Il voto referendario sulla giustizia non ha scosso in profondità gli equilibri politici nazionali, ma ha lasciato emergere un dato più sottile: il governo Meloni resta saldo, mentre dentro il centrodestra iniziano a muoversi nuove traiettorie, tra ambizioni personali, riposizionamenti e il confronto sempre più evidente tra l’anima sovranista e quella moderata della coalizione.

Il referendum sulla giustizia non ha provocato il terremoto politico che molti immaginavano. Nessun effetto domino, nessuna crisi di governo, nessuna inversione improvvisa nei rapporti di forza. A differenza del 2016, quando la bocciatura della riforma costituzionale travolse Matteo Renzi e aprì una nuova fase politica. Il voto ha certamente rappresentato una battuta d’arresto per la maggioranza, ma non abbastanza da incrinare davvero la stabilità del governo. I numeri fotografati dagli ultimi sondaggi di Demos raccontano infatti un Paese sostanzialmente fermo nelle proprie convinzioni politiche. Fratelli d’Italia perde qualcosa, ma resta largamente il primo partito. Il Partito democratico continua a inseguire senza riuscire a ridurre seriamente il distacco. E il resto delle opposizioni appare ancora disperso, incapace di costruire una proposta alternativa realmente competitiva.

È questo, probabilmente, il dato politico più significativo: il centrodestra può permettersi tensioni, rivalità interne e persino sconfitte referendarie perché dall’altra parte non esiste ancora una coalizione credibile pronta a contendere Palazzo Chigi. Ed è anche per questo che molti italiani, pur criticando il governo su diversi fronti, continuano a considerare probabile che Meloni arrivi fino alla fine della legislatura nel 2027.

La premier, del resto, continua a mantenere un vantaggio personale netto rispetto agli altri leader. La sua immagine resta centrale nel sistema politico italiano, sempre più costruito attorno alle figure individuali più che ai partiti. La cosiddetta “democrazia del capo” ormai domina da anni la scena pubblica italiana. E Meloni, in questo schema, continua a essere la figura più solida.

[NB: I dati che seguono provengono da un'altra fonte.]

use async_trait::async_trait;
use std::net::SocketAddr;
use std::time::Duration;
use tokio::sync::Mutex;
use tracing::{debug, instrument};

use super::session::ModbusSession;
use crate::domain::{BatteryDevice, BatteryError, BatteryMode, UnitId};

/// Holding registers of the Marstek Venus RS485 interface
pub mod registers {
    pub const SOC: u16 = 32104;
    pub const RS485_CONTROL: u16 = 42000;
    pub const FORCE_MODE: u16 = 42010;
    pub const CHARGE_POWER: u16 = 42020;
    pub const DISCHARGE_POWER: u16 = 42021;

    /// Magic value that hands control to the RS485 master
    pub const RS485_ENABLE: u16 = 21930;

    pub const FORCE_STOP: u16 = 0;
    pub const FORCE_CHARGE: u16 = 1;
    pub const FORCE_DISCHARGE: u16 = 2;
}

#[derive(Debug, Clone)]
pub struct MarstekSettings {
    pub addr: SocketAddr,
    pub timeout: Duration,
    pub mode_settle: Duration,
    pub min_power_w: f64,
    pub max_power_w: f64,
}

/// A Marstek inverter behind a shared Modbus TCP gateway.
pub struct MarstekBattery {
    unit: UnitId,
    settings: MarstekSettings,
    /// Last mode the device confirmed; `None` when unknown.
    ///
    /// Held for the whole call, so sessions to the same unit never overlap.
    mode: Mutex<Option<BatteryMode>>,
}

impl MarstekBattery {
    pub fn new(unit: UnitId, settings: MarstekSettings) -> Self {
        Self {
            unit,
            settings,
            mode: Mutex::new(None),
        }
    }

    pub fn unit(&self) -> UnitId {
        self.unit
    }

    async fn session(&self) -> Result<ModbusSession, BatteryError> {
        ModbusSession::open(self.settings.addr, self.unit, self.settings.timeout).await
    }

    async fn write_setpoint(
        &self,
        session: &mut ModbusSession,
        power: u16,
        mode: BatteryMode,
        mode_changed: bool,
    ) -> Result<(), BatteryError> {
        use registers::*;

        session.write(RS485_CONTROL, RS485_ENABLE).await?;
        match mode {
            BatteryMode::Charge => {
                if mode_changed {
                    session.write(DISCHARGE_POWER, 0).await?;
                    session.write(FORCE_MODE, FORCE_CHARGE).await?;
                    tokio::time::sleep(self.settings.mode_settle).await;
                }
                session.write(CHARGE_POWER, power).await
            }
            BatteryMode::Discharge => {
                if mode_changed {
                    session.write(CHARGE_POWER, 0).await?;
                    session.write(FORCE_MODE, FORCE_DISCHARGE).await?;
                    tokio::time::sleep(self.settings.mode_settle).await;
                }
                session.write(DISCHARGE_POWER, power).await
            }
            BatteryMode::Stop => {
                session.write(CHARGE_POWER, 0).await?;
                session.write(DISCHARGE_POWER, 0).await?;
                session.write(FORCE_MODE, FORCE_STOP).await
            }
        }
    }
}

/// Register value for a power command: zero stays zero, anything else is
/// clamped into the unit's operating range.
pub fn register_power(watts: f64, min_w: f64, max_w: f64) -> u16 {
    if watts <= 0.0 {
        return 0;
    }
    watts.clamp(min_w, max_w).round().clamp(0.0, f64::from(u16::MAX)) as u16
}

#[async_trait]
impl BatteryDevice for MarstekBattery {
    #[instrument(skip(self), fields(unit = self.unit))]
    async fn read_soc(&self) -> Result<f64, BatteryError> {
        let _guard = self.mode.lock().await;
        let mut session = self.session().await?;
        let raw = session.read_holding(registers::SOC).await?;
        debug!(soc_percent = raw, "soc read");
        Ok(f64::from(raw))
    }

    #[instrument(skip(self), fields(unit = self.unit))]
    async fn set_power(&self, watts: f64, mode: BatteryMode) -> Result<(), BatteryError> {
        let mut last_mode = self.mode.lock().await;
        let power = match mode {
            BatteryMode::Stop => 0,
            _ => register_power(watts, self.settings.min_power_w, self.settings.max_power_w),
        };
        let mode_changed = *last_mode != Some(mode);

        let mut session = self.session().await?;
        match self
            .write_setpoint(&mut session, power, mode, mode_changed)
            .await
        {
            Ok(()) => {
                *last_mode = Some(mode);
                debug!(power_w = power, %mode, mode_changed, "setpoint written");
                Ok(())
            }
            Err(e) => {
                // Partially applied: force the full sequence next time
                *last_mode = None;
                Err(e)
            }
        }
    }
}

#[cfg(test)]
mod tests {
    use super::*;
    use rstest::rstest;

    #[rstest]
    #[case(0.0, 0)]
    #[case(-10.0, 0)]
    #[case(20.0, 50)]
    #[case(140.4, 140)]
    #[case(140.6, 141)]
    #[case(9000.0, 2500)]
    fn test_register_power(#[case] watts: f64, #[case] expected: u16) {
        assert_eq!(register_power(watts, 50.0, 2500.0), expected);
    }
}
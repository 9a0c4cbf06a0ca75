//! Read-mostly HTTP surface over the control loop.
//!
//! Handlers only see a [`ControllerHandle`]: reads come from the latest
//! published snapshot, operator actions travel as commands to the loop.

pub mod error;
pub mod response;
pub mod status;

use axum::{
    http::StatusCode,
    routing::{get, post},
    Router,
};
use tower::ServiceBuilder;
use tower_http::{timeout::TimeoutLayer, trace::TraceLayer};

use crate::config::ServerConfig;
use crate::controller::ControllerHandle;

pub fn router(handle: ControllerHandle, server: &ServerConfig) -> Router {
    Router::new()
        .route("/healthz", get(status::healthz))
        .route("/api/status", get(status::get_status))
        .route("/api/logs", get(status::get_logs))
        .route("/api/control/pause", post(status::pause))
        .route("/api/control/resume", post(status::resume))
        .route("/api/statistics/reset", post(status::reset_statistics))
        .with_state(handle)
        .layer(
            ServiceBuilder::new()
                .layer(axum::extract::DefaultBodyLimit::max(64 * 1024))
                .layer(TimeoutLayer::with_status_code(
                    StatusCode::REQUEST_TIMEOUT,
                    server.request_timeout(),
                )),
        )
        .layer(TraceLayer::new_for_http())
}
#![allow(dead_code)]
//! Doubles built on the public device traits, shared by the integration tests.

use async_trait::async_trait;
use std::sync::{Arc, Mutex};

use zero_feed_controller::controller::{DispatchSettings, Fleet};
use zero_feed_controller::domain::{BatteryDevice, BatteryError, BatteryMode, BatteryUnit, UnitId};
use zero_feed_controller::meter::{MeterError, MeterSampler, PowerMeter};

pub fn settings() -> DispatchSettings {
    DispatchSettings {
        target_charge_w: -20.0,
        target_discharge_w: 20.0,
        min_unit_power_w: 50.0,
        max_unit_power_w: 2500.0,
        min_soc_discharge: 11.0,
        max_soc_charge: 98.0,
        max_slew_per_cycle_w: 750.0,
        low_soc_threshold: 13.0,
        low_soc_min_surplus_w: -100.0,
        start_threshold_w: 50.0,
    }
}

/// Meter whose next answer is set by the test. `None` fails the read.
#[derive(Clone, Default)]
pub struct FixedMeter {
    reading: Arc<Mutex<Option<f64>>>,
}

impl FixedMeter {
    pub fn new(reading: Option<f64>) -> Self {
        Self {
            reading: Arc::new(Mutex::new(reading)),
        }
    }

    pub fn set(&self, reading: Option<f64>) {
        *self.reading.lock().unwrap() = reading;
    }

    pub fn sampler(&self) -> MeterSampler {
        MeterSampler::new(Box::new(self.clone()))
    }
}

#[async_trait]
impl PowerMeter for FixedMeter {
    async fn read_power(&self) -> Result<f64, MeterError> {
        (*self.reading.lock().unwrap()).ok_or_else(|| MeterError::Unavailable("fixed".into()))
    }

    fn kind(&self) -> &'static str {
        "fixed"
    }
}

/// A sampler with an empty window: its smoothed value is exactly `grid_w`.
pub fn reading(grid_w: f64) -> MeterSampler {
    FixedMeter::new(Some(grid_w)).sampler()
}

/// Battery with an adjustable SoC that records every command it gets.
#[derive(Clone, Default)]
pub struct FakeBattery {
    soc: Arc<Mutex<Option<f64>>>,
    reject: Arc<Mutex<bool>>,
    commands: Arc<Mutex<Vec<(f64, BatteryMode)>>>,
}

impl FakeBattery {
    pub fn with_soc(soc: Option<f64>) -> Self {
        let battery = Self::default();
        battery.set_soc(soc);
        battery
    }

    pub fn set_soc(&self, soc: Option<f64>) {
        *self.soc.lock().unwrap() = soc;
    }

    pub fn set_reject(&self, reject: bool) {
        *self.reject.lock().unwrap() = reject;
    }

    pub fn commands(&self) -> Vec<(f64, BatteryMode)> {
        self.commands.lock().unwrap().clone()
    }

    pub fn last_command(&self) -> Option<(f64, BatteryMode)> {
        self.commands.lock().unwrap().last().copied()
    }
}

#[async_trait]
impl BatteryDevice for FakeBattery {
    async fn read_soc(&self) -> Result<f64, BatteryError> {
        (*self.soc.lock().unwrap()).ok_or(BatteryError::Timeout(100))
    }

    async fn set_power(&self, watts: f64, mode: BatteryMode) -> Result<(), BatteryError> {
        self.commands.lock().unwrap().push((watts, mode));
        if *self.reject.lock().unwrap() {
            Err(BatteryError::Communication("rejected".into()))
        } else {
            Ok(())
        }
    }
}

/// Fleet with ids 1..=n after one SoC refresh.
pub async fn fleet(socs: &[Option<f64>]) -> (Fleet, Vec<FakeBattery>) {
    let batteries: Vec<FakeBattery> = socs.iter().map(|soc| FakeBattery::with_soc(*soc)).collect();
    let mut fleet = Fleet::new(batteries.iter().enumerate().map(|(i, battery)| {
        BatteryUnit::new(i as UnitId + 1, Arc::new(battery.clone()))
    }));
    fleet.refresh_soc().await;
    (fleet, batteries)
}
//! Concrete battery and meter backends.

pub mod factory;
#[cfg(feature = "modbus")]
pub mod modbus;
#[cfg(feature = "sim")]
pub mod simulated;

pub use factory::{DeviceFactory, Devices};
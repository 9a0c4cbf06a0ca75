use axum::{
    http::StatusCode,
    response::{IntoResponse, Response},
    Json,
};
use serde::Serialize;
use thiserror::Error;

use crate::controller::LoopClosed;

#[derive(Debug, Error)]
pub enum ApiError {
    #[error("Service unavailable: {0}")]
    ServiceUnavailable(String),
}

#[derive(Debug, Serialize)]
struct ErrorResponse {
    error: &'static str,
    message: String,
}

impl ApiError {
    fn status_code(&self) -> StatusCode {
        match self {
            ApiError::ServiceUnavailable(_) => StatusCode::SERVICE_UNAVAILABLE,
        }
    }

    fn error_type(&self) -> &'static str {
        match self {
            ApiError::ServiceUnavailable(_) => "ServiceUnavailable",
        }
    }
}

impl IntoResponse for ApiError {
    fn into_response(self) -> Response {
        tracing::warn!(error = %self, "Service unavailable");
        let body = ErrorResponse {
            error: self.error_type(),
            message: self.to_string(),
        };
        (self.status_code(), Json(body)).into_response()
    }
}

impl From<LoopClosed> for ApiError {
    fn from(error: LoopClosed) -> Self {
        ApiError::ServiceUnavailable(error.to_string())
    }
}

#[cfg(test)]
mod tests {
    use super::*;

    #[test]
    fn test_loop_closed_is_service_unavailable() {
        let error = ApiError::from(LoopClosed);
        assert_eq!(error.status_code(), StatusCode::SERVICE_UNAVAILABLE);
        assert_eq!(
            error.to_string(),
            "Service unavailable: control loop is not running"
        );
        assert_eq!(error.error_type(), "ServiceUnavailable");
    }

    #[tokio::test]
    async fn test_response_body_names_the_error() {
        let response = ApiError::from(LoopClosed).into_response();
        assert_eq!(response.status(), StatusCode::SERVICE_UNAVAILABLE);

        let bytes = axum::body::to_bytes(response.into_body(), usize::MAX)
            .await
            .unwrap();
        let body: serde_json::Value = serde_json::from_slice(&bytes).unwrap();
        assert_eq!(body["error"], "ServiceUnavailable");
        assert_eq!(body["message"], "Service unavailable: control loop is not running");
    }
}
use chrono::{DateTime, Utc};
use serde::{Deserialize, Serialize};
use std::collections::VecDeque;

/// Entries kept for the status API.
pub const EVENT_LOG_CAPACITY: usize = 50;

#[derive(Debug, Clone, Copy, PartialEq, Eq, Serialize, Deserialize)]
#[serde(rename_all = "lowercase")]
pub enum EventLevel {
    Info,
    Warning,
    Error,
}

#[derive(Debug, Clone, PartialEq, Serialize, Deserialize)]
pub struct EventEntry {
    pub timestamp: DateTime<Utc>,
    pub level: EventLevel,
    pub message: String,
}

/// Bounded log of operator-relevant control events, oldest first.
#[derive(Debug, Clone, Default)]
pub struct EventLog {
    entries: VecDeque<EventEntry>,
}

impl EventLog {
    pub fn new() -> Self {
        Self {
            entries: VecDeque::with_capacity(EVENT_LOG_CAPACITY),
        }
    }

    pub fn push(&mut self, level: EventLevel, message: impl Into<String>) {
        if self.entries.len() == EVENT_LOG_CAPACITY {
            self.entries.pop_front();
        }
        self.entries.push_back(EventEntry {
            timestamp: Utc::now(),
            level,
            message: message.into(),
        });
    }

    pub fn entries(&self) -> Vec<EventEntry> {
        self.entries.iter().cloned().collect()
    }

    pub fn len(&self) -> usize {
        self.entries.len()
    }

    pub fn is_empty(&self) -> bool {
        self.entries.is_empty()
    }
}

Dietro di lei c’è Giuseppe Conte, che conserva una sua riconoscibilità politica e una capacità comunicativa ormai consolidata. Più indietro tutti gli altri: Tajani, Schlein, Salvini, Renzi, Calenda. Leader che sembrano muoversi spesso più in difesa che all’attacco, senza riuscire davvero a intercettare un nuovo consenso.

Ma dentro la maggioranza qualcosa si sta muovendo. E non è un caso che il nome attorno a cui si concentra il dibattito sia quello di Luca Zaia. L’incontro riservato con Marina Berlusconi ha inevitabilmente acceso le fantasie e le tensioni del centrodestra. Perché Zaia rappresenta oggi qualcosa che nella Lega salviniana sembra sempre più marginale: un profilo moderato, amministrativo, pragmatico, distante dalle spinte sovraniste e dalle provocazioni identitarie che hanno caratterizzato gli ultimi anni del Carroccio.

Il faccia a faccia milanese con la primogenita del Cavaliere non sarebbe stato solo un incontro editoriale, come raccontato ufficialmente. Dietro ci sarebbe anche una sintonia politica evidente su temi come imprese, diritti civili, fine vita e cultura liberale. Temi sui quali Marina Berlusconi continua a esercitare una moral suasion crescente dentro Forza Italia e più in generale nel centrodestra.

Zaia osserva. Non rompe, non strappa, ma nemmeno nasconde il disagio verso una Lega che sente sempre meno sua. La mancata valorizzazione nel nuovo assetto del partito dopo il caso Vannacci pesa. Così come pesa l’impressione, diffusa tra i suoi fedelissimi veneti, che Salvini abbia scelto scientemente di ridimensionarne il ruolo nazionale.

E allora il punto politico diventa un altro: quanto può durare l’equilibrio interno del centrodestra se convivono anime sempre più distanti? Da una parte la linea muscolare e identitaria della Lega salviniana, dall’altra il tentativo di Forza Italia di tornare a occupare uno spazio moderato, europeista e liberale. In mezzo, Giorgia Meloni, che continua a reggere l’equilibrio grazie a una leadership forte ma che prima o poi dovrà gestire ambizioni, successioni e nuovi rapporti di forza.

Per ora il governo tiene. Anche perché le opposizioni non sembrano ancora in grado di approfittare delle crepe della maggioranza. Ma sotto la superficie della stabilità, il centrodestra sta già ridisegnando il proprio futuro. E il dialogo sempre più fitto tra mondi che fino a ieri apparivano lontani racconta che la partita vera potrebbe essere appena cominciata.